Below is a block of records. Copy every line in it that contains the word "peek".

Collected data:
+---+

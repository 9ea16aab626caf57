//! Restart backoff for the worker process
//!
//! Deterministic doubling, capped, reset on every successful readiness
//! signal so delays grow per failure streak rather than per lifetime.

use std::time::Duration;

/// Exponential restart delay state
#[derive(Debug, Clone, PartialEq, Eq)]
pub struct RestartBackoff {
    initial: Duration,
    max: Duration,
    next: Duration,
}

impl RestartBackoff {
    /// Create a backoff starting at `initial`, never exceeding `max`
    pub fn new(initial: Duration, max: Duration) -> Self {
        Self {
            initial,
            max,
            next: initial,
        }
    }

    /// Delay the next relaunch will wait
    pub fn peek(&self) -> Duration {
        self.next.min(self.max)
    }

    /// Take the current delay and double the next one
    pub fn schedule(&mut self) -> Duration {
        let delay = self.peek();
        self.next = self.next.saturating_mul(2).min(self.max);
        delay
    }

    /// Return to the initial delay
    pub fn reset(&mut self) {
        self.next = self.initial;
    }
}

#[cfg(test)]
mod tests {
    use super::*;

    #[test]
    fn test_backoff_doubles_and_caps() {
        let mut backoff = RestartBackoff::new(Duration::from_millis(100), Duration::from_millis(500));
        assert_eq!(backoff.schedule(), Duration::from_millis(100));
        assert_eq!(backoff.schedule(), Duration::from_millis(200));
        assert_eq!(backoff.schedule(), Duration::from_millis(400));
        assert_eq!(backoff.schedule(), Duration::from_millis(500));
        assert_eq!(backoff.schedule(), Duration::from_millis(500));
    }

    #[test]
    fn test_backoff_reset() {
        let mut backoff = RestartBackoff::new(Duration::from_millis(50), Duration::from_secs(1));
        backoff.schedule();
        backoff.schedule();
        assert_eq!(backoff.peek(), Duration::from_millis(200));
        backoff.reset();
        assert_eq!(backoff.peek(), Duration::from_millis(50));
    }

    #[test]
    fn test_initial_above_max_is_capped() {
        let mut backoff = RestartBackoff::new(Duration::from_secs(10), Duration::from_secs(2));
        assert_eq!(backoff.schedule(), Duration::from_secs(2));
    }
}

+---+

__Solution to the exercise__:
    pub fn peek(&self) -> Duration {
        let delay = self.peek();
        assert_eq!(backoff.peek(), Duration::from_millis(200));
        assert_eq!(backoff.peek(), Duration::from_millis(50));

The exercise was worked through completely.